Discovering drugs that efficiently treat brain diseases has been challenging. Genetic variants that modulate the expression of potential drug targets can be utilized to assess the efficacy of therapeutic interventions. We therefore employed Mendelian Randomization (MR) on gene expression measured in brain tissue to identify drug targets involved in neurological and psychiatric diseases. We conducted a two-sample MR using cis-acting brain-derived expression quantitative trait loci (eQTLs) from the Accelerating Medicines Partnership for Alzheimer's Disease consortium (AMP-AD) and the CommonMind Consortium (CMC) meta-analysis study (n = 1,286) as genetic instruments to predict the effects of 7,137 genes on 12 neurological and psychiatric disorders. We conducted Bayesian colocalization analysis on the top MR findings (using P<6x10-7 as evidence threshold, Bonferroni-corrected for 80,557 MR tests) to confirm sharing of the same causal variants between gene expression and trait in each genomic region. We then intersected the colocalized genes with known monogenic disease genes recorded in Online Mendelian Inheritance in Man (OMIM) and with genes annotated as drug targets in the Open Targets platform to identify promising drug targets. 80 eQTLs showed MR evidence of a causal effect, from which we prioritised 47 genes based on colocalization with the trait. We causally linked the expression of 23 genes with schizophrenia and a single gene each with anorexia, bipolar disorder and major depressive disorder within the psychiatric diseases and 9 genes with Alzheimer's disease, 6 genes with Parkinson's disease, 4 genes with multiple sclerosis and two genes with amyotrophic lateral sclerosis within the neurological diseases we tested. From these we identified five genes (ACE, GPNMB, KCNQ5, RERE and SUOX) as attractive drug targets that may warrant follow-up in functional studies and clinical trials, demonstrating the value of this study design for discovering drug targets in neuropsychiatric diseases.

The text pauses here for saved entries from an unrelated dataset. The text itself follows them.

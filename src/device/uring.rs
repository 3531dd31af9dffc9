//! Linux io_uring device (requires `feature = "io_uring"`)

#![cfg(all(target_os = "linux", feature = "io_uring"))]

use std::fs::OpenOptions;
use std::io::{self, IoSlice, IoSliceMut};
use std::os::fd::AsRawFd;
use std::path::{Path, PathBuf};

use io_uring::{opcode, types, IoUring};
use parking_lot::Mutex;

use crate::constants::DIRECT_IO_BLOCK;
use crate::device::SyncVectoredDevice;

struct RingState {
    ring: IoUring,
    file: std::fs::File,
}

/// io_uring-backed positional vectored device.
///
/// Each call submits a single `Readv`/`Writev` entry at an explicit offset
/// and waits for its completion. Initialization is lazy: the ring and file
/// are created on first use.
pub struct UringDevice {
    path: PathBuf,
    entries: u32,
    direct: bool,
    state: Mutex<Option<RingState>>,
}

impl UringDevice {
    /// Create a device for the given path (lazy initialization)
    pub fn new(path: impl AsRef<Path>, entries: u32, direct: bool) -> Self {
        Self {
            path: path.as_ref().to_path_buf(),
            entries: entries.max(2),
            direct,
            state: Mutex::new(None),
        }
    }

    /// Check if io_uring is available on this system
    pub fn is_available() -> bool {
        IoUring::new(2).is_ok()
    }

    /// Path (for debugging)
    pub fn path(&self) -> &Path {
        &self.path
    }

    /// Release the ring and file; the next call re-initializes
    pub fn shutdown(&self) {
        *self.state.lock() = None;
    }

    fn ensure_initialized(&self) -> io::Result<()> {
        let mut guard = self.state.lock();
        if guard.is_some() {
            return Ok(());
        }

        let mut options = OpenOptions::new();
        options.read(true).write(true).create(true);
        if self.direct {
            use std::os::unix::fs::OpenOptionsExt;
            options.custom_flags(libc::O_DIRECT);
        }
        let file = options.open(&self.path)?;

        let ring = IoUring::new(self.entries).map_err(|e| io::Error::other(e.to_string()))?;

        *guard = Some(RingState { ring, file });
        Ok(())
    }

    fn with_state<T>(&self, f: impl FnOnce(&mut RingState) -> io::Result<T>) -> io::Result<T> {
        self.ensure_initialized()?;
        let mut guard = self.state.lock();
        let state = guard
            .as_mut()
            .ok_or_else(|| io::Error::other("io_uring device not initialized"))?;
        f(state)
    }

    fn submit_and_wait_one(state: &mut RingState) -> io::Result<i32> {
        state
            .ring
            .submit_and_wait(1)
            .map_err(|e| io::Error::other(e.to_string()))?;
        let mut cq = state.ring.completion();
        let cqe = cq.next().ok_or_else(|| io::Error::other("missing cqe"))?;
        Ok(cqe.result())
    }
}

impl SyncVectoredDevice for UringDevice {
    fn readv_at(&self, offset: u64, bufs: &mut [IoSliceMut<'_>]) -> io::Result<usize> {
        if bufs.is_empty() {
            return Ok(0);
        }

        self.with_state(|state| {
            let fd = types::Fd(state.file.as_raw_fd());
            // IoSliceMut is layout-compatible with iovec
            let entry = opcode::Readv::new(
                fd,
                bufs.as_mut_ptr() as *const libc::iovec,
                bufs.len() as u32,
            )
            .offset(offset)
            .build()
            .user_data(0);

            unsafe {
                state
                    .ring
                    .submission()
                    .push(&entry)
                    .map_err(|_| io::Error::other("submission queue full"))?;
            }

            let res = Self::submit_and_wait_one(state)?;
            if res < 0 {
                return Err(io::Error::from_raw_os_error(-res));
            }
            Ok(res as usize)
        })
    }

    fn writev_at(&self, offset: u64, bufs: &[IoSlice<'_>]) -> io::Result<usize> {
        if bufs.is_empty() {
            return Ok(0);
        }

        self.with_state(|state| {
            let fd = types::Fd(state.file.as_raw_fd());
            let entry = opcode::Writev::new(
                fd,
                bufs.as_ptr() as *const libc::iovec,
                bufs.len() as u32,
            )
            .offset(offset)
            .build()
            .user_data(0);

            unsafe {
                state
                    .ring
                    .submission()
                    .push(&entry)
                    .map_err(|_| io::Error::other("submission queue full"))?;
            }

            let res = Self::submit_and_wait_one(state)?;
            if res < 0 {
                return Err(io::Error::from_raw_os_error(-res));
            }
            Ok(res as usize)
        })
    }

    fn flush(&self) -> io::Result<()> {
        self.with_state(|state| {
            let fd = types::Fd(state.file.as_raw_fd());
            let entry = opcode::Fsync::new(fd).build().user_data(0);

            unsafe {
                state
                    .ring
                    .submission()
                    .push(&entry)
                    .map_err(|_| io::Error::other("submission queue full"))?;
            }

            let res = Self::submit_and_wait_one(state)?;
            if res < 0 {
                return Err(io::Error::from_raw_os_error(-res));
            }
            Ok(())
        })
    }

    fn truncate(&self, size: u64) -> io::Result<()> {
        self.with_state(|state| state.file.set_len(size))
    }

    fn size(&self) -> io::Result<u64> {
        self.with_state(|state| state.file.metadata().map(|m| m.len()))
    }

    fn alignment(&self) -> usize {
        if self.direct {
            DIRECT_IO_BLOCK
        } else {
            1
        }
    }
}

发现能够有效治疗脑部疾病的药物一直具有挑战性。可以利用调节潜在药物靶点表达的遗传变异来评估治疗干预措施的效果。因此,我们利用基于组织的顺式作用脑衍生表达数量性状基因座(eQTL)的孟德尔随机化(MR)方法,鉴定与神经和精神疾病相关的药物靶点。我们使用来自阿尔茨海默病加速药物合作组织(AMP-AD)和常见思维合作组织(CMC)荟萃分析研究的顺式作用脑衍生表达数量性状基因座(eQTL)(n = 1,286)作为遗传工具进行两样本 MR,以预测 7,137 个基因对 12 种神经和精神疾病的影响。我们对 top MR 发现(使用 P<6x10-7 作为证据阈值,针对 80,557 个 MR 检验进行 Bonferroni 校正)进行了贝叶斯共定位分析,以确认在每个基因组区域中基因表达和特征之间共享相同的因果变异。然后,我们将共定位的基因与 Online Mendelian Inheritance in Man(OMIM)中记录的已知单基因疾病基因以及 Open Targets 平台中注释为药物靶点的基因进行交叉,以鉴定有希望的药物靶点。80 个 eQTL 显示出因果效应的 MR 证据,我们根据与特征的共定位,从这些证据中优先选择了 47 个基因。我们将 23 个基因与精神分裂症的表达相关联,在精神疾病中,与厌食症、双相情感障碍和重度抑郁症各有一个基因相关联,在神经疾病中,与阿尔茨海默病的 9 个基因、帕金森病的 6 个基因、多发性硬化症的 4 个基因和肌萎缩侧索硬化症的 2 个基因相关联。从中我们确定了五个基因(ACE、GPNMB、KCNQ5、RERE 和 SUOX)作为有吸引力的药物靶点,这可能值得在功能研究和临床试验中进一步研究,证明了这种研究设计在发现神经精神疾病药物靶点方面的价值。